In October of 1999, producer- editor and
founder of Napolitan Productions Steven Napolitan met with
writer-director Michael Picarella to plan a movie to take
place and to be shot in Tracy, California; a growing suburb
in Northern California. Napolitan, who founded his production
company in the city of Tracy a year earlier, told Picarella
that Tracy would open its doors to moviemaking.
Napolitan, Picarella and actors Jared Adams and Brian Napolitan
(Napolitan’s brother) met about three times a week during
the fall of ’99 at a diner in San Francisco to discuss
what would become their first full length movie, “1
2 3.”
“I had written a script called ‘Boys From Dodge
City’ and sent it to Steve to see if this was the story
we should shoot,” Picarella said. “But he said
he had a better story. Jared Adams had just survived a relationship
breakup between three girls he was dating at the same time
and Steve wanted me to hear the tale.”
Picarella loved the idea and put “Dodge City”
aside until another time.
“Mike and I thought Jared’s story was so entertaining
that we knew we had to make it into a movie,” Napolitan
said.
Each discussion of the “1 2 3” storyline at the
San Francisco diner where the four moviemakers met would last
four to six hours, according to Picarella.
“I kept a diary of ideas and important facts the first
couple of meetings,” Picarella said. “We’d
be bouncing ideas off each other, building off the previous
idea and we’d gradually get louder and louder. I always
wondered if someone would ever come by and tell us to keep
it down, but they didn’t.”
The four moviemakers outlined the story on a big piece of
butcher paper. Picarella later took that storyline and crafted
the script.
“Mike
would go home and work on a draft and then mail it to me and
I’d read it with Brian and Jared,” Napolitan said.
“We’d make some changes, add some suggestions
and send it back. Mike would fix it and we did that a few
different times and then we were ready to shoot.

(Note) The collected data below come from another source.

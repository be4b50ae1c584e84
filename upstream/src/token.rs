//! Bearer-token cache with single-flight refresh.
//!
//! Each provider owns one slot. A slot is guarded by its own async mutex:
//! the first caller to find the token stale refreshes it while holding the
//! lock, and everyone queued behind it re-checks and reuses the fresh token.

use crate::http::{self, transport_error};
use campus_gsr_core::config::ClientCredentials;
use campus_gsr_core::{Clock, GsrError, Provider, Result};
use chrono::{DateTime, TimeDelta, Utc};
use reqwest::Client;
use serde::Deserialize;
use std::collections::HashMap;
use std::sync::Arc;
use std::time::Duration;
use tokio::sync::Mutex;

/// Longest lifetime honoured from a token response.
const MAX_TOKEN_LIFETIME_SECS: i64 = 86_400;

/// Cached bearer token.
#[derive(Clone)]
struct TokenEntry {
    token: String,
    expires_at: DateTime<Utc>,
}

/// Where a provider's token comes from.
#[derive(Clone)]
pub enum TokenSource {
    /// Long-lived credential, never refreshed.
    Static(String),
    /// OAuth client-credentials exchange.
    ClientCredentials {
        /// Token endpoint URL.
        endpoint: String,
        /// Client ID and secret.
        credentials: ClientCredentials,
    },
}

struct Slot {
    source: TokenSource,
    entry: Mutex<Option<TokenEntry>>,
}

#[derive(Deserialize)]
struct TokenResponse {
    access_token: String,
    expires_in: i64,
}

/// Process-wide token holder, one slot per provider.
pub struct TokenCache {
    http: Client,
    clock: Arc<dyn Clock>,
    skew: TimeDelta,
    timeout: Duration,
    slots: HashMap<Provider, Slot>,
}

impl TokenCache {
    /// Empty cache. Register providers with the `with_*` methods.
    #[must_use]
    pub fn new(http: Client, clock: Arc<dyn Clock>, skew: TimeDelta, timeout: Duration) -> Self {
        Self {
            http,
            clock,
            skew,
            timeout,
            slots: HashMap::new(),
        }
    }

    /// Register a static token.
    #[must_use]
    pub fn with_static(mut self, provider: Provider, token: impl Into<String>) -> Self {
        self.slots.insert(
            provider,
            Slot {
                source: TokenSource::Static(token.into()),
                entry: Mutex::new(None),
            },
        );
        self
    }

    /// Register a client-credentials token endpoint.
    #[must_use]
    pub fn with_client_credentials(
        mut self,
        provider: Provider,
        endpoint: impl Into<String>,
        credentials: ClientCredentials,
    ) -> Self {
        self.slots.insert(
            provider,
            Slot {
                source: TokenSource::ClientCredentials {
                    endpoint: endpoint.into(),
                    credentials,
                },
                entry: Mutex::new(None),
            },
        );
        self
    }

    /// Return a token valid for at least the configured skew.
    ///
    /// # Errors
    ///
    /// Returns [`GsrError::Upstream`] tagged with `provider` when the refresh
    /// fails or no slot is registered. Failures are not cached.
    pub async fn acquire(&self, provider: Provider) -> Result<String> {
        let slot = self
            .slots
            .get(&provider)
            .ok_or_else(|| GsrError::upstream(provider, "No credentials configured"))?;

        let (endpoint, credentials) = match &slot.source {
            TokenSource::Static(token) => return Ok(token.clone()),
            TokenSource::ClientCredentials { endpoint, credentials } => (endpoint, credentials),
        };

        let mut entry = slot.entry.lock().await;
        if let Some(current) = entry.as_ref() {
            if self.clock.now() < current.expires_at - self.skew {
                return Ok(current.token.clone());
            }
        }

        let fresh = self.refresh(provider, endpoint, credentials).await;
        let outcome = if fresh.is_ok() { "ok" } else { "error" };
        metrics::counter!("gsr.token.refresh", "provider" => provider.as_str(), "outcome" => outcome)
            .increment(1);

        let fresh = fresh?;
        let token = fresh.token.clone();
        *entry = Some(fresh);
        Ok(token)
    }

    /// Drop the cached token so the next `acquire` refreshes.
    pub async fn invalidate(&self, provider: Provider) {
        if let Some(slot) = self.slots.get(&provider) {
            *slot.entry.lock().await = None;
        }
    }

    async fn refresh(
        &self,
        provider: Provider,
        endpoint: &str,
        credentials: &ClientCredentials,
    ) -> Result<TokenEntry> {
        tracing::debug!(provider = %provider, "Refreshing bearer token");

        let request = self
            .http
            .post(endpoint)
            .timeout(self.timeout)
            .form(&[
                ("client_id", credentials.client_id.as_str()),
                ("client_secret", credentials.client_secret.as_str()),
                ("grant_type", "client_credentials"),
            ]);
        let response = http::send(provider, "token", request).await?;
        let status = response.status();
        if !status.is_success() {
            tracing::warn!(provider = %provider, status = status.as_u16(), "Token refresh rejected");
            return Err(GsrError::upstream(
                provider,
                format!("Token refresh failed with status {}", status.as_u16()),
            ));
        }
        let body: TokenResponse = response.json().await.map_err(|e| {
            if e.is_decode() {
                GsrError::upstream(provider, "Malformed token response")
            } else {
                transport_error(provider, &e)
            }
        })?;

        let expires_at = TimeDelta::try_seconds(body.expires_in.clamp(0, MAX_TOKEN_LIFETIME_SECS))
            .and_then(|lifetime| self.clock.now().checked_add_signed(lifetime))
            .ok_or_else(|| GsrError::upstream(provider, "Malformed token response"))?;

        Ok(TokenEntry {
            token: body.access_token,
            expires_at,
        })
    }
}

#[cfg(test)]
#[allow(clippy::unwrap_used, clippy::expect_used)]
mod tests {
    use super::*;
    use campus_gsr_testing::{ManualClock, fixtures};
    use wiremock::matchers::{body_string_contains, method, path};
    use wiremock::{Mock, MockServer, ResponseTemplate};

    fn creds() -> ClientCredentials {
        ClientCredentials {
            client_id: "gsr".to_string(),
            client_secret: "s3cret".to_string(),
        }
    }

    fn token_response(token: &str) -> ResponseTemplate {
        ResponseTemplate::new(200).set_body_json(serde_json::json!({
            "access_token": token,
            "expires_in": 3600,
        }))
    }

    fn cache(server: &MockServer, clock: Arc<ManualClock>) -> TokenCache {
        TokenCache::new(Client::new(), clock, TimeDelta::seconds(30), Duration::from_secs(5))
            .with_client_credentials(
                Provider::LibCal,
                format!("{}/1.1/oauth/token", server.uri()),
                creds(),
            )
            .with_static(Provider::Wharton, "static-token")
    }

    #[tokio::test]
    async fn static_tokens_never_hit_the_network() {
        let server = MockServer::start().await;
        let clock = Arc::new(ManualClock::new(fixtures::local(2025, 3, 10, 9, 0)));
        let cache = cache(&server, clock);

        assert_eq!(cache.acquire(Provider::Wharton).await.unwrap(), "static-token");
        assert!(server.received_requests().await.unwrap().is_empty());
    }

    #[tokio::test]
    async fn refreshes_once_and_reuses_until_skew() {
        let server = MockServer::start().await;
        Mock::given(method("POST"))
            .and(path("/1.1/oauth/token"))
            .and(body_string_contains("grant_type=client_credentials"))
            .respond_with(token_response("t1"))
            .expect(1)
            .mount(&server)
            .await;

        let clock = Arc::new(ManualClock::new(fixtures::local(2025, 3, 10, 9, 0)));
        let cache = cache(&server, Arc::clone(&clock));

        assert_eq!(cache.acquire(Provider::LibCal).await.unwrap(), "t1");
        clock.advance(TimeDelta::seconds(3569));
        assert_eq!(cache.acquire(Provider::LibCal).await.unwrap(), "t1");
    }

    #[tokio::test]
    async fn token_inside_skew_is_refreshed() {
        let server = MockServer::start().await;
        Mock::given(method("POST"))
            .and(path("/1.1/oauth/token"))
            .respond_with(token_response("t1"))
            .up_to_n_times(1)
            .mount(&server)
            .await;
        Mock::given(method("POST"))
            .and(path("/1.1/oauth/token"))
            .respond_with(token_response("t2"))
            .mount(&server)
            .await;

        let clock = Arc::new(ManualClock::new(fixtures::local(2025, 3, 10, 9, 0)));
        let cache = cache(&server, Arc::clone(&clock));

        assert_eq!(cache.acquire(Provider::LibCal).await.unwrap(), "t1");
        clock.advance(TimeDelta::seconds(3570));
        assert_eq!(cache.acquire(Provider::LibCal).await.unwrap(), "t2");
    }

    #[tokio::test]
    async fn concurrent_callers_share_one_refresh() {
        let server = MockServer::start().await;
        Mock::given(method("POST"))
            .and(path("/1.1/oauth/token"))
            .respond_with(token_response("shared").set_delay(Duration::from_millis(50)))
            .expect(1)
            .mount(&server)
            .await;

        let clock = Arc::new(ManualClock::new(fixtures::local(2025, 3, 10, 9, 0)));
        let cache = Arc::new(cache(&server, clock));

        let calls = (0..16).map(|_| {
            let cache = Arc::clone(&cache);
            async move { cache.acquire(Provider::LibCal).await }
        });
        let tokens = futures::future::join_all(calls).await;

        assert!(tokens.iter().all(|t| t.as_deref() == Ok("shared")));
        server.verify().await;
    }

    #[tokio::test]
    async fn refresh_failure_is_not_cached() {
        let server = MockServer::start().await;
        Mock::given(method("POST"))
            .and(path("/1.1/oauth/token"))
            .respond_with(ResponseTemplate::new(500))
            .up_to_n_times(1)
            .mount(&server)
            .await;
        Mock::given(method("POST"))
            .and(path("/1.1/oauth/token"))
            .respond_with(token_response("recovered"))
            .mount(&server)
            .await;

        let clock = Arc::new(ManualClock::new(fixtures::local(2025, 3, 10, 9, 0)));
        let cache = cache(&server, clock);

        let err = cache.acquire(Provider::LibCal).await.unwrap_err();
        assert!(matches!(err, GsrError::Upstream { provider: Provider::LibCal, .. }));
        assert_eq!(cache.acquire(Provider::LibCal).await.unwrap(), "recovered");
    }

    #[tokio::test]
    async fn oversized_lifetime_is_capped_to_a_day() {
        let server = MockServer::start().await;
        Mock::given(method("POST"))
            .and(path("/1.1/oauth/token"))
            .respond_with(ResponseTemplate::new(200).set_body_json(serde_json::json!({
                "access_token": "long-lived",
                "expires_in": 9_000_000_000_000_000_i64,
            })))
            .expect(2)
            .mount(&server)
            .await;

        let clock = Arc::new(ManualClock::new(fixtures::local(2025, 3, 10, 9, 0)));
        let cache = cache(&server, Arc::clone(&clock));

        assert_eq!(cache.acquire(Provider::LibCal).await.unwrap(), "long-lived");
        clock.advance(TimeDelta::hours(23));
        assert_eq!(cache.acquire(Provider::LibCal).await.unwrap(), "long-lived");
        clock.advance(TimeDelta::hours(1));
        assert_eq!(cache.acquire(Provider::LibCal).await.unwrap(), "long-lived");
        server.verify().await;
    }

    #[tokio::test]
    async fn negative_lifetime_expires_immediately() {
        let server = MockServer::start().await;
        Mock::given(method("POST"))
            .and(path("/1.1/oauth/token"))
            .respond_with(ResponseTemplate::new(200).set_body_json(serde_json::json!({
                "access_token": "stale",
                "expires_in": -5,
            })))
            .expect(2)
            .mount(&server)
            .await;

        let clock = Arc::new(ManualClock::new(fixtures::local(2025, 3, 10, 9, 0)));
        let cache = cache(&server, clock);

        assert_eq!(cache.acquire(Provider::LibCal).await.unwrap(), "stale");
        assert_eq!(cache.acquire(Provider::LibCal).await.unwrap(), "stale");
        server.verify().await;
    }

    #[tokio::test]
    async fn unregistered_provider_is_an_upstream_error() {
        let server = MockServer::start().await;
        let clock = Arc::new(ManualClock::new(fixtures::local(2025, 3, 10, 9, 0)));
        let cache = cache(&server, clock);

        let err = cache.acquire(Provider::Engineering).await.unwrap_err();
        assert_eq!(err.to_string(), "Engineering: No credentials configured");
    }
}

“I remember one specific incident where I was reading,
I was eating my breakfast and reading the script and choking
on my food because I was laughing so hard,” Napolitan
recalled.
In December of 1999, Picarella drove from his home in Sonoma
County out to Tracy for the “1 2 3” shoot. After
a two and a half-hour drive, he jumped out of his car and
onto the “1 2 3” movie set.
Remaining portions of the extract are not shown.